The company reported that a single subcutaneous dose of HCW11-040 effectively prevented the development of bronchopulmonary dysplasia in what it described as a clinically relevant animal model. HCW11-040 is a pembrolizumab-based fusion immunotherapeutic designed to activate immune cells and eliminate senescent cells caused by high oxygen exposure.

Bronchopulmonary dysplasia is a lung condition affecting premature infants that can cause long-term respiratory problems and neurodevelopmental delays. The disease affects approximately 10,000 to 15,000 cases annually in the United States and currently has no cure.

HCW Biologics expects to complete IND-enabling studies in the second half of 2027 and plans to file an investigational new drug application to evaluate HCW11-040 in patients at high risk of developing the condition.

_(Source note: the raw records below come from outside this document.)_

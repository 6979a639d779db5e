use actix_cors::Cors;
use actix_web::{web, App, HttpServer, HttpResponse, middleware, error, http::StatusCode};
use std::io::{Error as IoError, ErrorKind};
use std::sync::Arc;
use tracing::{info, warn, error};
use tracing_subscriber::EnvFilter;

use study_buddy::config::{LoggingSettings, Settings, StorageBackend};
use study_buddy::core::Ranker;
use study_buddy::models::ScoringWeights;
use study_buddy::routes::{self, AppState};
use study_buddy::services::{
    AppwriteProfileStore, CacheManager, CachedProfileStore, CandidateService, InMemoryStore,
    LikeService, LikeStore, PostgresLikeStore, ProfileStore, TokenVerifier,
};

/// JSON error response for JSON payload errors
#[derive(Debug, serde::Serialize)]
pub struct JsonError {
    pub error: String,
    pub message: String,
    pub status_code: u16,
}

impl std::fmt::Display for JsonError {
    fn fmt(&self, f: &mut std::fmt::Formatter<'_>) -> std::fmt::Result {
        write!(f, "{}: {}", self.error, self.message)
    }
}

impl std::error::Error for JsonError {}

impl error::ResponseError for JsonError {
    fn error_response(&self) -> HttpResponse {
        HttpResponse::build(StatusCode::from_u16(self.status_code).unwrap_or(StatusCode::BAD_REQUEST))
            .json(self)
    }
}

/// Handle JSON payload errors
pub fn handle_json_payload_error(err: error::JsonPayloadError, req: &actix_web::HttpRequest) -> actix_web::Error {
    tracing::info!("JSON payload error on {}: {}", req.path(), err);
    JsonError {
        error: "invalid_json".to_string(),
        message: format!("Invalid JSON: {}", err),
        status_code: 400,
    }
    .into()
}

/// Handle query payload errors
pub fn handle_query_payload_error(err: error::QueryPayloadError, _req: &actix_web::HttpRequest) -> actix_web::Error {
    JsonError {
        error: "invalid_query".to_string(),
        message: format!("Invalid query: {}", err),
        status_code: 400,
    }
    .into()
}

fn init_tracing(logging: &LoggingSettings) {
    // RUST_LOG wins over the configured level
    let filter = EnvFilter::try_from_default_env().unwrap_or_else(|_| EnvFilter::new(&logging.level));

    let subscriber = tracing_subscriber::fmt()
        .with_env_filter(filter)
        .with_target(false)
        .with_level(true);

    if logging.format == "pretty" {
        subscriber.pretty().init();
    } else {
        subscriber.json().init();
    }
}

fn startup_error(message: String) -> IoError {
    error!("{}", message);
    IoError::new(ErrorKind::Other, message)
}

/// Build the profile and like stores for the configured backend
async fn build_stores(settings: &Settings) -> std::io::Result<(Arc<dyn ProfileStore>, Arc<dyn LikeStore>)> {
    match settings.storage.backend {
        StorageBackend::Memory => {
            warn!("Using in-memory stores; data is lost on restart");
            let store = Arc::new(InMemoryStore::new());
            Ok((store.clone(), store))
        }
        StorageBackend::Remote => {
            let appwrite_settings = settings
                .appwrite
                .as_ref()
                .ok_or_else(|| startup_error("Remote storage requires an [appwrite] section".to_string()))?;

            let appwrite = AppwriteProfileStore::new(
                appwrite_settings.endpoint.clone(),
                appwrite_settings.api_key.clone(),
                appwrite_settings.project_id.clone(),
                appwrite_settings.database_id.clone(),
                settings.collection.profiles.clone(),
                settings.collection.list_limit,
            )
            .map_err(|e| startup_error(format!("Failed to create Appwrite client: {}", e)))?;

            info!("Appwrite profile store initialized");

            // Cache is optional: without Redis the profile cache runs L1-only
            let cache_ttl = settings.cache.ttl_secs.unwrap_or(300);
            let l1_cache_size = settings.cache.l1_cache_size.unwrap_or(1000);

            let cache = match settings.cache.redis_url.as_deref() {
                Some(url) => match CacheManager::new(url, l1_cache_size, cache_ttl).await {
                    Ok(cache) => cache,
                    Err(e) => {
                        error!("Failed to connect to Redis ({}), running with L1 cache only", e);
                        CacheManager::in_memory(l1_cache_size, cache_ttl)
                    }
                },
                None => CacheManager::in_memory(l1_cache_size, cache_ttl),
            };

            info!(
                "Cache manager initialized (L1: {} entries, TTL: {}s, Redis: {})",
                l1_cache_size,
                cache_ttl,
                cache.has_redis()
            );

            let profiles = CachedProfileStore::new(appwrite, Arc::new(cache));

            let db = settings
                .database
                .as_ref()
                .ok_or_else(|| startup_error("Remote storage requires a [database] section".to_string()))?;

            let likes = PostgresLikeStore::from_settings(
                &db.url,
                db.max_connections,
                db.min_connections,
                db.acquire_timeout_secs,
                db.idle_timeout_secs,
            )
            .await
            .map_err(|e| startup_error(format!("Failed to connect to PostgreSQL: {}", e)))?;

            info!("PostgreSQL like store initialized");

            Ok((Arc::new(profiles), Arc::new(likes)))
        }
    }
}

#[actix_web::main]
async fn main() -> std::io::Result<()> {
    // Load .env file if present
    dotenv::dotenv().ok();

    let settings = Settings::load().map_err(|e| {
        eprintln!("Configuration error: {}", e);
        IoError::new(ErrorKind::InvalidInput, e.to_string())
    })?;

    init_tracing(&settings.logging);

    info!("Starting studyBUddy matching service...");

    let (profiles, like_store) = build_stores(&settings).await?;

    let weights = ScoringWeights::from(&settings.ranking.weights);
    let ranker = Ranker::new(weights);

    info!("Ranker initialized with weights: {:?}", weights);

    let likes = LikeService::new(like_store);
    let candidates = CandidateService::new(
        profiles.clone(),
        likes.clone(),
        ranker,
        settings.session.capacity,
        settings.session.idle_secs,
    );

    let app_state = AppState {
        profiles,
        likes,
        candidates: Arc::new(candidates),
        verifier: Arc::new(TokenVerifier::new(&settings.auth.jwt_secret)),
    };

    // Configure HTTP server
    let host = settings.server.host.clone();
    let port = settings.server.port;
    let workers = settings.server.workers.unwrap_or(4);

    info!("Starting HTTP server on {}:{}", host, port);

    HttpServer::new(move || {
        let cors = Cors::permissive();

        App::new()
            .app_data(web::Data::new(app_state.clone()))
            .app_data(web::JsonConfig::default().error_handler(handle_json_payload_error))
            .app_data(web::QueryConfig::default().error_handler(handle_query_payload_error))
            .wrap(cors)
            .wrap(middleware::Logger::default())
            .wrap(middleware::Compress::default())
            .configure(routes::configure_routes)
    })
    .workers(workers)
    .bind((host, port))?
    .run()
    .await
}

The company believes the indication could qualify for the rare pediatric disease priority review voucher program, which was reauthorized through September 2029 under the Mikaela Naylon Give Kids a Chance Act signed in February 2026.

"We created HCW11-040 with a generic form of Keytruda, the clear leader in immune checkpoint inhibitors," said Dr. Hing C. Wong, the company's founder and chief executive officer. "We consider our immunotherapeutic as second generation, since in our preclinical studies, it outperformed pembrolizumab as a monotherapy."

The Miramar, Florida-based biopharmaceutical company focuses on developing fusion immunotherapeutics for autoimmune diseases, cancer, and senescence-associated conditions. The information was provided in a company press release.